Today, when we mention the SSE, we realize that it eludes rationality. For example, the cumulative sales of the cooperative economy in France amount to 380 billion euros. Let’s compare the sales of cooperatives with those of French start-ups. According to the French National Bank, the sales of the latter represent 25 billion euros. 15 times more for cooperatives than for start-ups. Do we have the feeling that public policies devote 15 times more energy, means, resources and borrowing capacity to cooperatives than to start-ups? I don’t mean to denigrate start-ups, but with a cooperative, you can be sure that they won’t change their flag, that they won’t become American or Chinese in five years’ time. We’re a little less sure about a start-up. Cooperative employment is local, territory-based employment, which today creates links, economic activity and production, and provides benefits for the local area. If there were a slight rebalancing of public authorities’ interest in the SSE, we’d be closer to a form of rationality in our approach to economic issues.

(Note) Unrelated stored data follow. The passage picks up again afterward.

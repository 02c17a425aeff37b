//! Jobs, job states and outcomes.

use crate::error::{Error, ErrorKind};
use serde::{Deserialize, Serialize};
use std::fmt;

/// One request to sign one stored document.
#[derive(Debug, Clone, PartialEq, Eq, Hash, Serialize, Deserialize)]
#[serde(rename_all = "camelCase")]
pub struct SigningJob {
    /// Store key of the uploaded document
    pub document_key: String,
    /// Authenticated identity of the uploader
    pub requested_by: String,
}

impl SigningJob {
    /// Create a job.
    pub fn new(document_key: impl Into<String>, requested_by: impl Into<String>) -> Self {
        Self {
            document_key: document_key.into(),
            requested_by: requested_by.into(),
        }
    }

    /// Decode a queue message body.
    pub fn from_json(body: &[u8]) -> crate::Result<Self> {
        serde_json::from_slice(body).map_err(|e| Error::Queue(format!("malformed job message: {}", e)))
    }

    /// Encode as a queue message body.
    pub fn to_json(&self) -> crate::Result<Vec<u8>> {
        serde_json::to_vec(self).map_err(|e| Error::Queue(e.to_string()))
    }
}

/// Progress of a job through the orchestrator.
#[derive(Debug, Clone, Copy, PartialEq, Eq, Hash, PartialOrd, Ord, Serialize, Deserialize)]
#[serde(rename_all = "SCREAMING_SNAKE_CASE")]
pub enum JobState {
    /// Message taken from the queue
    Received,
    /// Original fetched from the store
    Downloaded,
    /// Overlay added to page 1
    Stamped,
    /// Signer identity loaded or issued
    IdentityIssued,
    /// Placeholder reserved and ByteRange digest computed
    DigestComputed,
    /// CMS container written into the placeholder
    SignatureEmbedded,
    /// Signed artifact stored
    Uploaded,
    /// Finished
    Done,
    /// Abandoned
    Failed,
}

impl JobState {
    /// Name as written in logs and failure records.
    pub fn as_str(&self) -> &'static str {
        match self {
            JobState::Received => "RECEIVED",
            JobState::Downloaded => "DOWNLOADED",
            JobState::Stamped => "STAMPED",
            JobState::IdentityIssued => "IDENTITY_ISSUED",
            JobState::DigestComputed => "DIGEST_COMPUTED",
            JobState::SignatureEmbedded => "SIGNATURE_EMBEDDED",
            JobState::Uploaded => "UPLOADED",
            JobState::Done => "DONE",
            JobState::Failed => "FAILED",
        }
    }

    /// `DONE` and `FAILED` end a job.
    pub fn is_terminal(&self) -> bool {
        matches!(self, JobState::Done | JobState::Failed)
    }

    /// State that follows this one on success.
    pub fn next(&self) -> Option<JobState> {
        match self {
            JobState::Received => Some(JobState::Downloaded),
            JobState::Downloaded => Some(JobState::Stamped),
            JobState::Stamped => Some(JobState::IdentityIssued),
            JobState::IdentityIssued => Some(JobState::DigestComputed),
            JobState::DigestComputed => Some(JobState::SignatureEmbedded),
            JobState::SignatureEmbedded => Some(JobState::Uploaded),
            JobState::Uploaded => Some(JobState::Done),
            JobState::Done | JobState::Failed => None,
        }
    }
}

impl fmt::Display for JobState {
    fn fmt(&self, f: &mut fmt::Formatter<'_>) -> fmt::Result {
        f.write_str(self.as_str())
    }
}

/// Structured report of a failed job.
#[derive(Debug, Clone, PartialEq, Eq, Serialize, Deserialize)]
#[serde(rename_all = "camelCase")]
pub struct FailureRecord {
    /// Key of the job's source document
    pub document_key: String,
    /// Uploader of the document
    pub requested_by: String,
    /// Last state reached before the failing step
    pub stage: JobState,
    /// Error classification
    pub kind: ErrorKind,
    /// Error description
    pub message: String,
    /// Whether redelivery may succeed
    pub retryable: bool,
}

impl FailureRecord {
    /// Record `error` raised while leaving `stage`.
    pub fn new(job: &SigningJob, stage: JobState, error: &Error) -> Self {
        Self {
            document_key: job.document_key.clone(),
            requested_by: job.requested_by.clone(),
            stage,
            kind: error.kind(),
            message: error.to_string(),
            retryable: error.is_retryable(),
        }
    }
}

/// Terminal result of processing one job.
#[derive(Debug, Clone, PartialEq, Eq)]
pub enum JobOutcome {
    /// Signed artifact stored
    Done {
        /// Key of the signed artifact
        signed_key: String,
        /// SHA-256 digest that was signed
        digest: Vec<u8>,
    },
    /// Job abandoned
    Failed(FailureRecord),
}

impl JobOutcome {
    /// Terminal state of this outcome.
    pub fn state(&self) -> JobState {
        match self {
            JobOutcome::Done { .. } => JobState::Done,
            JobOutcome::Failed(_) => JobState::Failed,
        }
    }

    /// Whether the job succeeded.
    pub fn is_done(&self) -> bool {
        matches!(self, JobOutcome::Done { .. })
    }
}

#[cfg(test)]
mod tests {
    use super::*;

    #[test]
    fn test_job_wire_format() {
        let job = SigningJob::new("doc-123", "alice");
        let json = String::from_utf8(job.to_json().unwrap()).unwrap();
        assert_eq!(json, r#"{"documentKey":"doc-123","requestedBy":"alice"}"#);
        assert_eq!(SigningJob::from_json(json.as_bytes()).unwrap(), job);
    }

    #[test]
    fn test_malformed_message() {
        assert!(matches!(SigningJob::from_json(b"{\"documentKey\":1}"), Err(Error::Queue(_))));
    }

    #[test]
    fn test_state_sequence() {
        let mut state = JobState::Received;
        let mut visited = vec![state];
        while let Some(next) = state.next() {
            visited.push(next);
            state = next;
        }
        assert_eq!(visited.len(), 8);
        assert_eq!(state, JobState::Done);
        assert!(state.is_terminal());
        assert!(JobState::Failed.next().is_none());
        assert_eq!(JobState::IdentityIssued.to_string(), "IDENTITY_ISSUED");
    }

    #[test]
    fn test_failure_record_classifies_error() {
        let job = SigningJob::new("doc-1", "bob");
        let record = FailureRecord::new(&job, JobState::Received, &Error::StoreTimeout {
            key: "doc-1".to_string(),
            seconds: 5,
        });
        assert_eq!(record.kind, ErrorKind::StoreIo);
        assert!(record.retryable);

        let record = FailureRecord::new(&job, JobState::Downloaded, &Error::EmptyDocument);
        assert_eq!(record.kind, ErrorKind::EmptyDocument);
        assert!(!record.retryable);
        let json = serde_json::to_string(&record).unwrap();
        assert!(json.contains("\"stage\":\"DOWNLOADED\""));
    }
}
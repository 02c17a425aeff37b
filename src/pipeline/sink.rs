//! Operational sinks for failed jobs.

use super::job::FailureRecord;
use std::sync::{Arc, Mutex};

/// Receives a record for every job that ends in `FAILED`.
pub trait FailureSink: Send + Sync {
    /// Record one failed job.
    fn report(&self, record: &FailureRecord);
}

/// Writes failure records to the log at error level, as JSON.
#[derive(Debug, Clone, Copy, Default)]
pub struct LogSink;

impl FailureSink for LogSink {
    fn report(&self, record: &FailureRecord) {
        match serde_json::to_string(record) {
            Ok(json) => log::error!("Signing job failed: {}", json),
            Err(_) => log::error!(
                "Signing job {} failed at {}: {}",
                record.document_key,
                record.stage,
                record.message
            ),
        }
    }
}

/// Collects failure records in memory.
#[derive(Debug, Clone, Default)]
pub struct MemorySink {
    records: Arc<Mutex<Vec<FailureRecord>>>,
}

impl MemorySink {
    /// Create an empty sink.
    pub fn new() -> Self {
        Self::default()
    }

    /// Records reported so far.
    pub fn records(&self) -> Vec<FailureRecord> {
        self.records.lock().map(|r| r.clone()).unwrap_or_default()
    }
}

impl FailureSink for MemorySink {
    fn report(&self, record: &FailureRecord) {
        if let Ok(mut records) = self.records.lock() {
            records.push(record.clone());
        }
    }
}
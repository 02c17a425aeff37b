//! PDF tokenizer.
//!
//! Splits raw document bytes into numbers, strings, names, keywords and
//! delimiters. Whitespace (space, \t, \r, \n, \0, \f) and `%` comments
//! between tokens are skipped.

use nom::{
    branch::alt,
    bytes::complete::{tag, take_till, take_while, take_while1},
    character::complete::{char, one_of},
    combinator::{map, opt, recognize, value},
    sequence::{delimited, pair, preceded},
    IResult,
};

/// Token types recognized by the lexer.
#[derive(Debug, PartialEq, Clone)]
pub enum Token<'a> {
    /// Integer number (42, -123)
    Integer(i64),
    /// Real number (3.14, -.5)
    Real(f64),
    /// Raw literal string contents; escapes are decoded by the parser
    LiteralString(&'a [u8]),
    /// Raw hex string contents, whitespace included
    HexString(&'a [u8]),
    /// Name with `#xx` escapes decoded
    Name(String),
    /// `true`
    True,
    /// `false`
    False,
    /// `null`
    Null,
    /// `[`
    ArrayStart,
    /// `]`
    ArrayEnd,
    /// `<<`
    DictStart,
    /// `>>`
    DictEnd,
    /// `obj`
    ObjStart,
    /// `endobj`
    ObjEnd,
    /// `stream`
    StreamStart,
    /// `endstream`
    StreamEnd,
    /// `R`
    R,
}

/// PDF whitespace characters.
pub fn is_whitespace(c: u8) -> bool {
    matches!(c, b' ' | b'\t' | b'\r' | b'\n' | 0x00 | 0x0C)
}

/// PDF delimiter characters.
pub fn is_delimiter(c: u8) -> bool {
    matches!(c, b'(' | b')' | b'<' | b'>' | b'[' | b']' | b'{' | b'}' | b'/' | b'%')
}

fn comment(input: &[u8]) -> IResult<&[u8], ()> {
    value((), preceded(char('%'), take_till(|c| c == b'\r' || c == b'\n')))(input)
}

/// Skip any run of whitespace and comments.
pub fn skip_ws(input: &[u8]) -> IResult<&[u8], ()> {
    let mut remaining = input;
    loop {
        let (rest, _) = take_while(is_whitespace)(remaining)?;
        remaining = rest;
        match comment(remaining) {
            Ok((rest, _)) => remaining = rest,
            Err(_) => return Ok((remaining, ())),
        }
    }
}

fn number_error(input: &[u8]) -> nom::Err<nom::error::Error<&[u8]>> {
    nom::Err::Error(nom::error::Error::new(input, nom::error::ErrorKind::Digit))
}

fn digits(input: &[u8]) -> IResult<&[u8], &[u8]> {
    take_while(|c: u8| c.is_ascii_digit())(input)
}

fn parse_number(input: &[u8]) -> IResult<&[u8], Token<'_>> {
    let (rest, text) =
        recognize(pair(opt(one_of("+-")), pair(digits, opt(preceded(char('.'), digits)))))(input)?;

    let text = std::str::from_utf8(text).map_err(|_| number_error(input))?;
    let unsigned = text.trim_start_matches(&['+', '-'][..]);
    if unsigned.is_empty() || unsigned == "." {
        return Err(number_error(input));
    }

    if text.contains('.') {
        // Rust rejects "5." and "-.5" style forms; normalise before parsing
        let mut normalised = text.replace("-.", "-0.").replace("+.", "0.");
        if normalised.starts_with('.') {
            normalised.insert(0, '0');
        }
        if normalised.ends_with('.') {
            normalised.push('0');
        }
        let num: f64 = normalised.parse().map_err(|_| number_error(input))?;
        Ok((rest, Token::Real(num)))
    } else {
        let num: i64 = text.parse().map_err(|_| number_error(input))?;
        Ok((rest, Token::Integer(num)))
    }
}

/// Literal string with balanced parentheses; `\` escapes the next byte.
fn parse_literal_string(input: &[u8]) -> IResult<&[u8], Token<'_>> {
    let (body, _) = char('(')(input)?;
    let mut depth = 1usize;
    let mut pos = 0;

    while pos < body.len() {
        match body[pos] {
            b'\\' => pos += 2,
            b'(' => {
                depth += 1;
                pos += 1;
            },
            b')' => {
                depth -= 1;
                if depth == 0 {
                    return Ok((&body[pos + 1..], Token::LiteralString(&body[..pos])));
                }
                pos += 1;
            },
            _ => pos += 1,
        }
    }

    Err(nom::Err::Error(nom::error::Error::new(input, nom::error::ErrorKind::Tag)))
}

fn parse_hex_string(input: &[u8]) -> IResult<&[u8], Token<'_>> {
    if input.starts_with(b"<<") {
        return Err(nom::Err::Error(nom::error::Error::new(input, nom::error::ErrorKind::Tag)));
    }
    delimited(
        char('<'),
        map(
            take_while(|c: u8| c.is_ascii_hexdigit() || is_whitespace(c)),
            Token::HexString,
        ),
        char('>'),
    )(input)
}

/// Decode `#xx` escapes in a raw name. Malformed escapes are kept literally.
///
/// ```
/// # use pdf_sealer::lexer::decode_name_escapes;
/// assert_eq!(decode_name_escapes(b"A#20B"), "A B");
/// assert_eq!(decode_name_escapes(b"Adobe.PPKLite"), "Adobe.PPKLite");
/// ```
pub fn decode_name_escapes(raw: &[u8]) -> String {
    let mut bytes = Vec::with_capacity(raw.len());
    let mut i = 0;
    while i < raw.len() {
        if raw[i] == b'#' && i + 2 < raw.len() {
            let hex = std::str::from_utf8(&raw[i + 1..i + 3]).ok();
            if let Some(byte) = hex.and_then(|h| u8::from_str_radix(h, 16).ok()) {
                bytes.push(byte);
                i += 3;
                continue;
            }
        }
        bytes.push(raw[i]);
        i += 1;
    }
    String::from_utf8(bytes)
        .unwrap_or_else(|e| e.into_bytes().iter().map(|&b| b as char).collect())
}

fn parse_name(input: &[u8]) -> IResult<&[u8], Token<'_>> {
    preceded(
        char('/'),
        map(
            take_while(|c: u8| !is_whitespace(c) && !is_delimiter(c)),
            |raw: &[u8]| Token::Name(decode_name_escapes(raw)),
        ),
    )(input)
}

/// Keywords must not run into a following regular character (`nullx`).
fn keyword<'a>(word: &'static [u8], tok: Token<'a>) -> impl FnMut(&'a [u8]) -> IResult<&'a [u8], Token<'a>> {
    move |input: &'a [u8]| {
        let (rest, _) = tag(word)(input)?;
        match rest.first() {
            Some(&c) if !is_whitespace(c) && !is_delimiter(c) => Err(nom::Err::Error(
                nom::error::Error::new(input, nom::error::ErrorKind::Tag),
            )),
            _ => Ok((rest, tok.clone())),
        }
    }
}

fn parse_keyword(input: &[u8]) -> IResult<&[u8], Token<'_>> {
    alt((
        keyword(b"false", Token::False),
        keyword(b"true", Token::True),
        keyword(b"null", Token::Null),
        keyword(b"obj", Token::ObjStart),
        keyword(b"endobj", Token::ObjEnd),
        keyword(b"endstream", Token::StreamEnd),
        keyword(b"stream", Token::StreamStart),
        keyword(b"R", Token::R),
        value(Token::DictStart, tag(b"<<")),
        value(Token::DictEnd, tag(b">>")),
        value(Token::ArrayStart, tag(b"[")),
        value(Token::ArrayEnd, tag(b"]")),
    ))(input)
}

/// Parse one token after skipping whitespace and comments.
pub fn token(input: &[u8]) -> IResult<&[u8], Token<'_>> {
    let (input, _) = skip_ws(input)?;
    alt((parse_keyword, parse_name, parse_number, parse_literal_string, parse_hex_string))(input)
}

/// Parse a bare keyword such as `trailer` or `xref` that is not a value token.
pub fn bare_keyword<'a>(input: &'a [u8], word: &'static str) -> IResult<&'a [u8], ()> {
    let (input, _) = skip_ws(input)?;
    let (rest, found) = take_while1(|c: u8| c.is_ascii_alphabetic())(input)?;
    if found == word.as_bytes() {
        Ok((rest, ()))
    } else {
        Err(nom::Err::Error(nom::error::Error::new(input, nom::error::ErrorKind::Tag)))
    }
}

The consequences of the Finance Bill in France are estimated at 180,000 job losses in the SSE sector. Even the MEDEF -Movement of Enterprises of France- is outraged, claiming that this bill is a danger for the regions, with the risk being the destruction of economic activity. ESS France corroborates this risk, explaining that this economic activity is concentrated on the kilometer of general interest, where we find a mutualist EHPAD -Residential facility for dependent elderly people- an associative nursery, a recycling center.
Unfortunately, a job in the SSE sector is still considered less sacred than a job in a factory. I’m not in favor of desanctifying a factory job. I just hope that these more feminine, more territorialized, more service-oriented SSE jobs are defended with the same energy -especially when the mere fact that one of them disappears- leads to the destruction of a thousand and one social links that are associated with each of these jobs.
That’s why – and this is our aspiration at ESS France – the SSE, in the future, is not demanding a separate status, but that it should benefit from the same consideration under common law as all other forms of enterprise, a fortiori when it delivers these additional services to the nation.
The GSEF in Bordeaux is an opportunity to voice what SSE is in the world; and for France to regain a form of leadership on these issues that it has had, and still retains, in terms of the social economy, since France’s particularity is that it hosts all forms of social economy: associations, commercial SSE enterprises, numerous cooperatives, mutual societies, foundations. Where other countries sometimes only have cooperatives or mainly associations, this is not the case here in France. That’s why the SSE in France generates so much innovation. And I’m sure that the GSEF in Bordeaux will be an opportunity to highlight not only the social innovation produced by the social economy worldwide, but also France’s ability to generate these social innovations and to provide solutions to the economic, social and democratic problems of the French people and citizens of the world.